As Griselda sat that evening with the light of two tall candles in their massive brass candlesticks, shining on her beautiful face, there was no shadow over it.

What if Lady Betty renounced her, and turned her out of the house?--well, if the whole world were against her, she was no longer _alone_. She was his, who loved her, and was ready at any moment to take her to his heart and home. "I must write to him," she was saying as she stroked her cheek with the soft feather at the end of her quill; "I must write to him and tell him all--everything! and then he will know what to do."

Soon the pen began to move over the paper, and she smiled as she put it through the "sir," which had been written after "dear," and substituted "Leslie."

How strange and yet how sweet it was to look at it! And then she went on:

"I said you must wait till I called you by your name! You have not had to wait long."

She wrote on till she heard a bustle on the pavement below her window. She went to it, and looking down saw the link-boys with their torches and the chair in which Lady Betty was being carried off to the Assembly, and the chair was followed by another, and several dark figures shrouded in long cloaks were in attendance.

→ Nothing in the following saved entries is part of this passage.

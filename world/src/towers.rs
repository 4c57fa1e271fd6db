//! Authoritative tower state management utilities.

use std::collections::BTreeMap;

use glam::Vec2;
use tower_siege_core::{
    definitions::{rank_for_xp, rank_tier, TowerRole},
    CellCoord, GameMode, TowerId, TowerKind, TowerSnapshot,
};

/// Highest upgrade level.
pub(crate) const MAX_LEVEL: u8 = 5;
/// Shortest fire interval reachable through levels and veterancy.
const MIN_FIRE_INTERVAL_MS: u32 = 200;
/// Fire interval shaved off per level.
const INTERVAL_PER_LEVEL_MS: u32 = 60;
/// Maximum hit points gained per level.
const HP_PER_LEVEL: u32 = 20;
/// Hit points restored by an upgrade.
const UPGRADE_HEAL: f32 = 40.0;
/// Shortest fire interval a support aura can grant.
pub(crate) const MIN_SUPPORTED_INTERVAL_MS: u32 = 150;

/// Stat multipliers fixed when a tower is built, depending on the map.
#[derive(Clone, Copy, Debug, PartialEq)]
pub(crate) struct MapScaling {
    damage: f64,
    rate: f64,
    range: f64,
    hp_bonus: u32,
}

impl MapScaling {
    /// Scaling for towers built on map `map_number` of a run in `mode`.
    pub(crate) fn for_map(mode: GameMode, map_number: u32) -> Self {
        let maps = map_number.saturating_sub(1);
        if mode.is_campaign() {
            Self {
                damage: 1.0 + 0.08 * f64::from(maps),
                rate: (1.0 - 0.03 * f64::from(maps)).max(0.75),
                range: 1.0 + 0.015 * f64::from(maps),
                hp_bonus: 28 * maps,
            }
        } else {
            Self {
                damage: 1.0,
                rate: 1.0,
                range: 1.0,
                hp_bonus: 20 * maps,
            }
        }
    }
}

/// Bonuses recomputed from scratch on every tick by the aura passes.
#[derive(Clone, Copy, Debug, Default, PartialEq)]
pub(crate) struct TowerBuffs {
    pub(crate) supported_by: Option<TowerId>,
    pub(crate) support_damage: f32,
    pub(crate) supported_interval_ms: Option<u32>,
    pub(crate) forge_damage: f32,
    pub(crate) rampart_armor: u32,
    pub(crate) radar_range: f32,
}

/// Allied structure stored inside the world.
#[derive(Clone, Debug)]
pub(crate) struct Tower {
    pub(crate) id: TowerId,
    pub(crate) kind: TowerKind,
    pub(crate) cell: CellCoord,
    pub(crate) position: Vec2,
    pub(crate) level: u8,
    pub(crate) hp: f32,
    pub(crate) max_hp: u32,
    pub(crate) armor: u32,
    pub(crate) damage: u32,
    pub(crate) range: u32,
    pub(crate) fire_interval_ms: u32,
    pub(crate) xp: u32,
    pub(crate) rank: u8,
    pub(crate) kills: u32,
    pub(crate) cooldown_ms: f32,
    pub(crate) buffs: TowerBuffs,
    base_range: u32,
    scaling: MapScaling,
}

impl Tower {
    /// Builds a level-one tower carrying `veteran_xp` from earlier maps.
    pub(crate) fn build(
        id: TowerId,
        kind: TowerKind,
        cell: CellCoord,
        scaling: MapScaling,
        veteran_xp: u32,
    ) -> Self {
        let definition = kind.definition();
        let mut tower = Self {
            id,
            kind,
            cell,
            position: cell.center(),
            level: 1,
            hp: 0.0,
            max_hp: 0,
            armor: 0,
            damage: 0,
            range: 0,
            fire_interval_ms: 0,
            xp: veteran_xp,
            rank: rank_for_xp(veteran_xp),
            kills: 0,
            cooldown_ms: 0.0,
            buffs: TowerBuffs::default(),
            base_range: (f64::from(definition.range) * scaling.range).floor() as u32,
            scaling,
        };
        tower.recompute_stats();
        tower.hp = tower.max_hp as f32;
        tower
    }

    /// Derives level and veterancy stats from the definition.
    fn recompute_stats(&mut self) {
        let definition = self.kind.definition();
        let tier = rank_tier(self.rank);
        let levels = u32::from(self.level.saturating_sub(1));

        let damage = definition.damage + definition.upgrade_damage * levels;
        self.damage = (f64::from(damage) * tier.damage * self.scaling.damage).floor() as u32;
        self.range = self.base_range + definition.upgrade_range * levels;
        let interval = definition
            .fire_interval_ms
            .saturating_sub(INTERVAL_PER_LEVEL_MS * levels);
        self.fire_interval_ms = ((f64::from(interval) * tier.rate * self.scaling.rate).floor()
            as u32)
            .max(MIN_FIRE_INTERVAL_MS);
        let hp = definition.max_hp + self.scaling.hp_bonus + HP_PER_LEVEL * levels;
        self.max_hp = (f64::from(hp) * tier.hp).floor() as u32;
        self.armor = definition.armor + u32::from(self.rank);
    }

    pub(crate) fn is_offensive(&self) -> bool {
        matches!(self.kind.definition().role, TowerRole::Offensive(_))
    }

    /// Gold required for the next level, if the tower can still level up.
    pub(crate) fn upgrade_cost(&self) -> Option<u32> {
        (self.level < MAX_LEVEL)
            .then(|| self.kind.definition().upgrade_cost * u32::from(self.level))
    }

    pub(crate) fn upgrade(&mut self) {
        self.level += 1;
        self.recompute_stats();
        self.hp = (self.hp + UPGRADE_HEAL).min(self.max_hp as f32);
    }

    pub(crate) fn repair_cost(&self) -> u32 {
        let missing = f64::from(self.max_hp) - f64::from(self.hp);
        (missing.max(0.0) * 0.4).ceil() as u32
    }

    pub(crate) fn sell_value(&self) -> u32 {
        let definition = self.kind.definition();
        let levels = f64::from(self.level.saturating_sub(1));
        (f64::from(definition.cost) * 0.6 + f64::from(definition.upgrade_cost) * levels * 0.4)
            .floor() as u32
    }

    /// Adds kill experience and reports the new rank when one was reached.
    ///
    /// A promotion recomputes every stat and fully heals the tower.
    pub(crate) fn gain_xp(&mut self, amount: u32) -> Option<u8> {
        self.xp = self.xp.saturating_add(amount);
        self.kills += 1;
        let rank = rank_for_xp(self.xp);
        if rank <= self.rank {
            return None;
        }
        self.rank = rank;
        self.recompute_stats();
        self.hp = self.max_hp as f32;
        Some(rank)
    }

    pub(crate) fn heal(&mut self, amount: f32) {
        self.hp = (self.hp + amount).min(self.max_hp as f32);
    }

    pub(crate) fn effective_armor(&self, wave_bonus: u32) -> u32 {
        self.armor + self.buffs.rampart_armor + wave_bonus
    }

    /// Applies an incoming hit and returns the damage dealt.
    pub(crate) fn take_hit(&mut self, raw: u32, wave_armor_bonus: u32) -> u32 {
        let dealt = raw
            .saturating_sub(self.effective_armor(wave_armor_bonus))
            .max(1);
        self.hp -= dealt as f32;
        dealt
    }

    pub(crate) fn effective_damage(&self) -> u32 {
        let mut damage = self.damage;
        if self.buffs.supported_by.is_some() {
            damage = (damage as f32 * (1.0 + self.buffs.support_damage)).floor() as u32;
        }
        if self.buffs.forge_damage > 0.0 {
            damage = (damage as f32 * (1.0 + self.buffs.forge_damage)).floor() as u32;
        }
        damage
    }

    pub(crate) fn effective_interval_ms(&self) -> u32 {
        self.buffs
            .supported_interval_ms
            .unwrap_or(self.fire_interval_ms)
    }

    pub(crate) fn effective_range(&self) -> u32 {
        (self.range as f32 * (1.0 + self.buffs.radar_range)).floor() as u32
    }

    pub(crate) fn snapshot(&self, wave_armor_bonus: u32) -> TowerSnapshot {
        TowerSnapshot {
            id: self.id,
            kind: self.kind,
            cell: self.cell,
            level: self.level,
            hp: self.hp,
            max_hp: self.max_hp,
            armor: self.armor,
            effective_armor: self.effective_armor(wave_armor_bonus),
            damage: self.damage,
            effective_damage: self.effective_damage(),
            range: self.range,
            effective_range: self.effective_range(),
            fire_interval_ms: self.fire_interval_ms,
            effective_interval_ms: self.effective_interval_ms(),
            xp: self.xp,
            rank: self.rank,
            kills: self.kills,
            supported_by: self.buffs.supported_by,
            sell_value: self.sell_value(),
            upgrade_cost: self.upgrade_cost(),
            repair_cost: self.repair_cost(),
        }
    }
}

/// Registry that stores towers and manages identifier allocation.
#[derive(Debug)]
pub(crate) struct TowerRegistry {
    entries: BTreeMap<TowerId, Tower>,
    next_tower_id: TowerId,
}

impl TowerRegistry {
    /// Creates an empty tower registry with a reset identifier counter.
    pub(crate) fn new() -> Self {
        Self {
            entries: BTreeMap::new(),
            next_tower_id: TowerId::new(0),
        }
    }

    pub(crate) fn insert(
        &mut self,
        kind: TowerKind,
        cell: CellCoord,
        scaling: MapScaling,
        veteran_xp: u32,
    ) -> TowerId {
        let id = self.next_tower_id;
        self.next_tower_id = id.next();
        let _ = self
            .entries
            .insert(id, Tower::build(id, kind, cell, scaling, veteran_xp));
        id
    }

    pub(crate) fn get(&self, id: TowerId) -> Option<&Tower> {
        self.entries.get(&id)
    }

    pub(crate) fn get_mut(&mut self, id: TowerId) -> Option<&mut Tower> {
        self.entries.get_mut(&id)
    }

    pub(crate) fn remove(&mut self, id: TowerId) -> Option<Tower> {
        self.entries.remove(&id)
    }

    pub(crate) fn contains(&self, id: TowerId) -> bool {
        self.entries.contains_key(&id)
    }

    pub(crate) fn ids(&self) -> Vec<TowerId> {
        self.entries.keys().copied().collect()
    }

    pub(crate) fn iter(&self) -> impl Iterator<Item = &Tower> {
        self.entries.values()
    }

    pub(crate) fn iter_mut(&mut self) -> impl Iterator<Item = &mut Tower> {
        self.entries.values_mut()
    }

    pub(crate) fn at_cell(&self, cell: CellCoord) -> Option<TowerId> {
        self.entries
            .values()
            .find(|tower| tower.cell == cell)
            .map(|tower| tower.id)
    }

    pub(crate) fn is_empty(&self) -> bool {
        self.entries.is_empty()
    }

    /// Number of structures counted against the tower or building cap.
    pub(crate) fn count_matching(&self, buildings: bool) -> usize {
        self.entries
            .values()
            .filter(|tower| tower.kind.is_building() == buildings)
            .count()
    }

    pub(crate) fn total_xp(&self) -> u32 {
        self.entries.values().map(|tower| tower.xp).sum()
    }

    pub(crate) fn clear(&mut self) {
        self.entries.clear();
    }
}

#[cfg(test)]
mod tests {
    use super::*;
    use tower_siege_core::definitions::RANKS;

    fn archer() -> Tower {
        Tower::build(
            TowerId::new(0),
            TowerKind::Archer,
            CellCoord::new(2, 3),
            MapScaling::for_map(GameMode::Normal, 1),
            0,
        )
    }

    #[test]
    fn level_one_stats_match_the_definition() {
        let tower = archer();
        assert_eq!(tower.damage, 12);
        assert_eq!(tower.range, 105);
        assert_eq!(tower.fire_interval_ms, 650);
        assert_eq!(tower.max_hp, 150);
        assert_eq!(tower.hp, 150.0);
        assert_eq!(tower.armor, 0);
        assert_eq!(tower.position, CellCoord::new(2, 3).center());
    }

    #[test]
    fn armor_reduces_hits_down_to_one() {
        let mut tower = archer();
        tower.armor = 5;
        assert_eq!(tower.take_hit(20, 0), 15);
        assert_eq!(tower.hp, 135.0);
        assert_eq!(tower.take_hit(3, 0), 1);
        assert_eq!(tower.hp, 134.0);
    }

    #[test]
    fn sell_value_counts_upgrades() {
        let mut tower = archer();
        tower.upgrade();
        tower.upgrade();
        assert_eq!(tower.level, 3);
        assert_eq!(tower.sell_value(), 62);
    }

    #[test]
    fn upgrades_stop_at_the_level_cap() {
        let mut tower = archer();
        assert_eq!(tower.upgrade_cost(), Some(40));
        while tower.level < MAX_LEVEL {
            tower.upgrade();
        }
        assert_eq!(tower.upgrade_cost(), None);
        assert_eq!(tower.damage, 12 + 8 * 4);
        assert_eq!(tower.fire_interval_ms, 650 - 240);
    }

    #[test]
    fn repair_cost_rounds_up() {
        let mut tower = archer();
        tower.hp = 149.0;
        assert_eq!(tower.repair_cost(), 1);
        tower.hp = 100.0;
        assert_eq!(tower.repair_cost(), 20);
    }

    #[test]
    fn rank_up_heals_and_never_weakens() {
        let mut tower = archer();
        tower.hp = 10.0;
        let mut previous = (tower.damage, tower.max_hp);
        for tier in RANKS.iter().skip(1) {
            let needed = tier.xp - tower.xp;
            let promoted = tower.gain_xp(needed);
            assert!(promoted.is_some());
            assert_eq!(tower.hp, tower.max_hp as f32);
            assert!(tower.damage >= previous.0);
            assert!(tower.max_hp >= previous.1);
            previous = (tower.damage, tower.max_hp);
        }
        assert_eq!(tower.rank, 4);
        assert_eq!(tower.armor, 4);
        assert_eq!(tower.gain_xp(1000), None);
    }

    #[test]
    fn campaign_maps_scale_new_towers() {
        let tower = Tower::build(
            TowerId::new(1),
            TowerKind::Cannon,
            CellCoord::new(0, 0),
            MapScaling::for_map(GameMode::Campaign, 3),
            0,
        );
        assert_eq!(tower.damage, 40);
        assert_eq!(tower.max_hp, 280 + 56);
        assert_eq!(tower.range, 74);
    }

    #[test]
    fn veterancy_hit_points_floor_in_double_precision() {
        let scaling = MapScaling::for_map(GameMode::Normal, 1);
        let sniper = Tower::build(
            TowerId::new(2),
            TowerKind::Sniper,
            CellCoord::new(0, 0),
            scaling,
            40,
        );
        assert_eq!(sniper.rank, 1);
        assert_eq!(sniper.max_hp, 114);

        let mut archer = Tower::build(
            TowerId::new(3),
            TowerKind::Archer,
            CellCoord::new(1, 0),
            scaling,
            100,
        );
        archer.upgrade();
        assert_eq!((archer.level, archer.rank), (2, 2));
        assert_eq!(archer.max_hp, 221);
    }

    #[test]
    fn auras_raise_effective_stats() {
        let mut tower = archer();
        tower.buffs = TowerBuffs {
            supported_by: Some(TowerId::new(9)),
            support_damage: 0.5,
            supported_interval_ms: Some(500),
            forge_damage: 0.5,
            rampart_armor: 2,
            radar_range: 0.2,
        };
        assert_eq!(tower.effective_damage(), 27);
        assert_eq!(tower.effective_interval_ms(), 500);
        assert_eq!(tower.effective_range(), 126);
        assert_eq!(tower.effective_armor(4), 6);
    }

    #[test]
    fn registry_allocates_sequential_identifiers() {
        let mut registry = TowerRegistry::new();
        let scaling = MapScaling::for_map(GameMode::Normal, 1);
        let first = registry.insert(TowerKind::Archer, CellCoord::new(0, 0), scaling, 0);
        let second = registry.insert(TowerKind::Forge, CellCoord::new(1, 0), scaling, 0);
        assert_eq!(first, TowerId::new(0));
        assert_eq!(second, TowerId::new(1));
        assert_eq!(registry.at_cell(CellCoord::new(1, 0)), Some(second));
        assert_eq!(registry.count_matching(true), 1);
        assert_eq!(registry.count_matching(false), 1);
    }
}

It was a clear frosty evening. The sky was studded with countless stars, and the fields and meadows then lying before North Parade, made a blank space of sombre hue where no distant forms of tree or dwelling could be traced; while beyond was the dim outline of the hills, which stand round about that City of the West. Lonely heights then!--now crowned by many stately terraces and houses, where a thousand lamps shine, and define the outline of the crescents and upward-reaching streets and roads. But gas was not known in that winter of 1780! It lay hidden in those strangely-mysterious places, with electricity and the power of steam, waiting to be called out into activity; for those hidden forces are old as the eternal hills, only waiting the magic touch of some master's hand, to be of service to men, who are but slow to recognise whence every good and perfect gift comes.

When the house was quiet, Griselda returned to her desk, and slowly and deliberately finished her letter. It was not long, and covered only one side of the sheet. Then it was folded with care to make the edges fit in nicely, and nothing remained but to seal it; and she was about to light the little taper, and get the old seal from the corner of her desk, when a tap at the door was followed by Graves's entrance with a tray.

"Your supper," she said shortly, "Miss Griselda."

Graves's voice and manner were so unusual that Griselda started up.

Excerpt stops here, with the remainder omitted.